The quiet side of Bali
My father remembers visiting Bali in the 1970s, before the era of package holidays and all-inclusive resorts, when the island was a paradise of perfect beaches and exotic temples. Despite becoming a hectic crossroads on the South-East Asian tourist circuit, the island has not lost its mystic charm – but you do need to know where to look.
Bali is a place of great contrasts. In the south of the island at Kuta, drunk Australian teens roam the streets at night. Yet on the island’s quiet northern shores, lush jungle spills onto black volcanic beaches and the sound of crickets fills the air at dusk.
Unlike most Indonesians, the Balinese are not Muslim, their religion a mystical blend of Hinduism and animism. This ritual forms a very real part of Balinese life. Shrines carved from volcanic rock stand beside almost every house, adorned with garlands and offerings of fruit. In temple towns like Ubud, beyond the spa resorts, the streets are filled with austere processions and the air is thick with incense. Easily forgotten, too, is the richness of Balinese culture – although that discordant gamelan music is not much better than the club tunes in Skygarden.
Land of volcanoes
I flew to Bali straight from the luxury of Singapore and decided on a whim to join my friends Rupert and Jonny in a village called Munduk, perched on the side of a volcano. I made the chilly drive at dusk and glimpsed volcanic lakes nestled among steep green slopes before everything went black and there was just chilly fog and hairpin bends. A roadside cafe advertised kopi luwak – the famous civet coffee – and inside I found a few miserable caged civet cats and had a glass of the thick, malty brew. The coffee tasted fine but I couldn’t discern any magical effect of the civet’s gut (other than the crazy price).

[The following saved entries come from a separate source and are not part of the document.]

//! Shader Value Types
//!
//! Closed description of the scalar, vector and matrix types that may appear
//! in `attribute`, `varying` and `uniform` declarations.
//!
//! Declarations are accepted in two spellings: the target form (`vec4f`,
//! `vec3<u32>`, `mat4x4f`) and the portable C-like form (`vec4`, `uvec3`,
//! `mat4`, `float`). Both parse to the same [`ValueType`], which always prints
//! back in the canonical target spelling.

use std::fmt;

/// Scalar component kind.
#[derive(Debug, Clone, Copy, PartialEq, Eq, Hash)]
pub enum ScalarKind {
    F32,
    I32,
    U32,
    Bool,
}

impl ScalarKind {
    #[inline]
    #[must_use]
    pub fn is_integer(self) -> bool {
        matches!(self, Self::I32 | Self::U32)
    }

    fn suffix(self) -> &'static str {
        match self {
            Self::F32 => "f",
            Self::I32 => "i",
            Self::U32 => "u",
            Self::Bool => "",
        }
    }

    fn name(self) -> &'static str {
        match self {
            Self::F32 => "f32",
            Self::I32 => "i32",
            Self::U32 => "u32",
            Self::Bool => "bool",
        }
    }

    fn parse(text: &str) -> Option<Self> {
        match text {
            "f32" | "float" => Some(Self::F32),
            "i32" | "int" => Some(Self::I32),
            "u32" | "uint" => Some(Self::U32),
            "bool" => Some(Self::Bool),
            _ => None,
        }
    }

    fn from_suffix(suffix: &str) -> Option<Self> {
        match suffix {
            "f" => Some(Self::F32),
            "i" => Some(Self::I32),
            "u" => Some(Self::U32),
            _ => None,
        }
    }
}

/// A declared value type.
///
/// Vector sizes and matrix dimensions are always within `2..=4`.
#[derive(Debug, Clone, Copy, PartialEq, Eq, Hash)]
pub enum ValueType {
    Scalar(ScalarKind),
    Vector { size: u8, kind: ScalarKind },
    /// Float matrix with `columns` column vectors of `rows` components.
    Matrix { columns: u8, rows: u8 },
}

impl ValueType {
    pub const F32: Self = Self::Scalar(ScalarKind::F32);

    /// Parses either spelling. Returns `None` for anything unknown.
    #[must_use]
    pub fn parse(text: &str) -> Option<Self> {
        let text = text.trim();
        if let Some(kind) = ScalarKind::parse(text) {
            return Some(Self::Scalar(kind));
        }

        if let Some(rest) = text.strip_prefix("vec") {
            return parse_vector(rest, ScalarKind::F32);
        }
        if let Some(rest) = text.strip_prefix("ivec") {
            return parse_portable_vector(rest, ScalarKind::I32);
        }
        if let Some(rest) = text.strip_prefix("uvec") {
            return parse_portable_vector(rest, ScalarKind::U32);
        }
        if let Some(rest) = text.strip_prefix("bvec") {
            return parse_portable_vector(rest, ScalarKind::Bool);
        }
        if let Some(rest) = text.strip_prefix("mat") {
            return parse_matrix(rest);
        }
        None
    }

    /// Scalar kind of the components.
    #[must_use]
    pub fn scalar(self) -> ScalarKind {
        match self {
            Self::Scalar(kind) | Self::Vector { kind, .. } => kind,
            Self::Matrix { .. } => ScalarKind::F32,
        }
    }

    /// Number of scalar components (1 for scalars).
    #[must_use]
    pub fn components(self) -> u32 {
        match self {
            Self::Scalar(_) => 1,
            Self::Vector { size, .. } => u32::from(size),
            Self::Matrix { columns, rows } => u32::from(columns) * u32::from(rows),
        }
    }

    /// Same shape with a different scalar kind. Matrices are returned as is.
    #[must_use]
    pub fn with_scalar(self, kind: ScalarKind) -> Self {
        match self {
            Self::Scalar(_) => Self::Scalar(kind),
            Self::Vector { size, .. } => Self::Vector { size, kind },
            matrix @ Self::Matrix { .. } => matrix,
        }
    }

    /// Whether the type may live in a uniform buffer.
    #[must_use]
    pub fn is_host_shareable(self) -> bool {
        self.scalar() != ScalarKind::Bool
    }

    /// Alignment in the uniform address space.
    #[must_use]
    pub fn align(self) -> u32 {
        match self {
            Self::Scalar(_) => 4,
            Self::Vector { size: 2, .. } => 8,
            Self::Vector { .. } => 16,
            Self::Matrix { rows, .. } => Self::Vector { size: rows, kind: ScalarKind::F32 }.align(),
        }
    }

    /// Size in bytes in the uniform address space.
    #[must_use]
    pub fn size(self) -> u32 {
        match self {
            Self::Scalar(_) => 4,
            Self::Vector { size, .. } => 4 * u32::from(size),
            Self::Matrix { columns, rows } => {
                let column = Self::Vector { size: rows, kind: ScalarKind::F32 };
                u32::from(columns) * round_up(column.align(), column.size())
            }
        }
    }
}

impl fmt::Display for ValueType {
    fn fmt(&self, f: &mut fmt::Formatter<'_>) -> fmt::Result {
        match *self {
            Self::Scalar(kind) => f.write_str(kind.name()),
            Self::Vector { size, kind: ScalarKind::Bool } => write!(f, "vec{size}<bool>"),
            Self::Vector { size, kind } => write!(f, "vec{size}{}", kind.suffix()),
            Self::Matrix { columns, rows } => write!(f, "mat{columns}x{rows}f"),
        }
    }
}

/// Rounds `value` up to a multiple of `align`.
#[inline]
#[must_use]
pub fn round_up(align: u32, value: u32) -> u32 {
    value.div_ceil(align) * align
}

fn parse_dimension(text: &str) -> Option<u8> {
    match text {
        "2" => Some(2),
        "3" => Some(3),
        "4" => Some(4),
        _ => None,
    }
}

// `vec4`, `vec4f`, `vec4<f32>`
fn parse_vector(rest: &str, default: ScalarKind) -> Option<ValueType> {
    let (size, tail) = rest.split_at_checked(1)?;
    let size = parse_dimension(size)?;
    let kind = match tail {
        "" => default,
        generic if generic.starts_with('<') => {
            ScalarKind::parse(generic.strip_prefix('<')?.strip_suffix('>')?.trim())?
        }
        suffix => ScalarKind::from_suffix(suffix)?,
    };
    Some(ValueType::Vector { size, kind })
}

// `ivec3`, `uvec2`, `bvec4`
fn parse_portable_vector(rest: &str, kind: ScalarKind) -> Option<ValueType> {
    Some(ValueType::Vector {
        size: parse_dimension(rest)?,
        kind,
    })
}

// `mat4`, `mat3x3`, `mat4x4f`, `mat2x2<f32>`
fn parse_matrix(rest: &str) -> Option<ValueType> {
    let rest = rest
        .strip_suffix("<f32>")
        .or_else(|| rest.strip_suffix('f'))
        .unwrap_or(rest);
    let (columns, rows) = match rest.split_once('x') {
        Some((c, r)) => (parse_dimension(c)?, parse_dimension(r)?),
        None => {
            let n = parse_dimension(rest)?;
            (n, n)
        }
    };
    Some(ValueType::Matrix { columns, rows })
}

#[cfg(test)]
mod tests {
    use super::*;

    #[test]
    fn both_spellings_parse_to_same_type() {
        assert_eq!(ValueType::parse("vec4"), ValueType::parse("vec4f"));
        assert_eq!(ValueType::parse("vec4<f32>"), ValueType::parse("vec4f"));
        assert_eq!(ValueType::parse("uvec3"), ValueType::parse("vec3u"));
        assert_eq!(ValueType::parse("mat4"), ValueType::parse("mat4x4f"));
        assert_eq!(ValueType::parse("float"), Some(ValueType::F32));
        assert_eq!(ValueType::parse("texture_2d<f32>"), None);
    }

    #[test]
    fn display_is_canonical() {
        assert_eq!(ValueType::parse("vec2<i32>").unwrap().to_string(), "vec2i");
        assert_eq!(ValueType::parse("mat3").unwrap().to_string(), "mat3x3f");
        assert_eq!(ValueType::parse("bvec2").unwrap().to_string(), "vec2<bool>");
    }

    #[test]
    fn uniform_layout_sizes() {
        let vec3 = ValueType::parse("vec3f").unwrap();
        assert_eq!((vec3.align(), vec3.size()), (16, 12));
        let mat3 = ValueType::parse("mat3x3f").unwrap();
        assert_eq!((mat3.align(), mat3.size()), (16, 48));
        let mat2 = ValueType::parse("mat2x2f").unwrap();
        assert_eq!((mat2.align(), mat2.size()), (8, 16));
    }

    #[test]
    fn scalar_swap_keeps_shape() {
        let v = ValueType::parse("vec4f").unwrap();
        assert_eq!(v.with_scalar(ScalarKind::U32).to_string(), "vec4u");
        assert_eq!(ValueType::F32.with_scalar(ScalarKind::I32).to_string(), "i32");
    }
}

Afterwards we drove to Tulamben, a relaxed dive resort that spreads along the volcanic beaches in the shadow of Mt Agung, Bali’s greatest volcano. In 1963, the USAT Liberty, a WWII transport vessel which had been beached after a Japanese attack, was swept into the sea when Agung erupted. Its tangled remains are on the seabed at 30m and, richly covered in marine life, the wreck has become a Mecca for divers and freedivers. My friends dived the wreck, setting off at daybreak to beat the crowds, while I was stuck at the surface. By midday, the hordes of day-tripping divers had turned the wreck into an underwater Grand Central Station.
We stayed with Nik, an lively Australian diving friend, and spent our days exploring the beautiful surroundings, passing from tropical sun to heavy rain each time we rode our mopeds up the treacherous mountain tracks. One day we almost reached Besakih, the Balinese ‘mother temple’ that sits high on a volcanic crater rim, but turned back when we learnt that cheap tires and steep wet corners don’t mix. Fortunately Nik is a nurse!
One morning I watched Nik freediving on the Liberty, gracefully soaring through swimthroughs and portholes in just fins, a wetsuit and weights. Unlike recreational scuba, freediving demands impressive mental conditioning. Yet the dengue doctor’s orders were that I must remain on dry land, so I turned my back on the tropics and joined Jonny to fly south to Melbourne.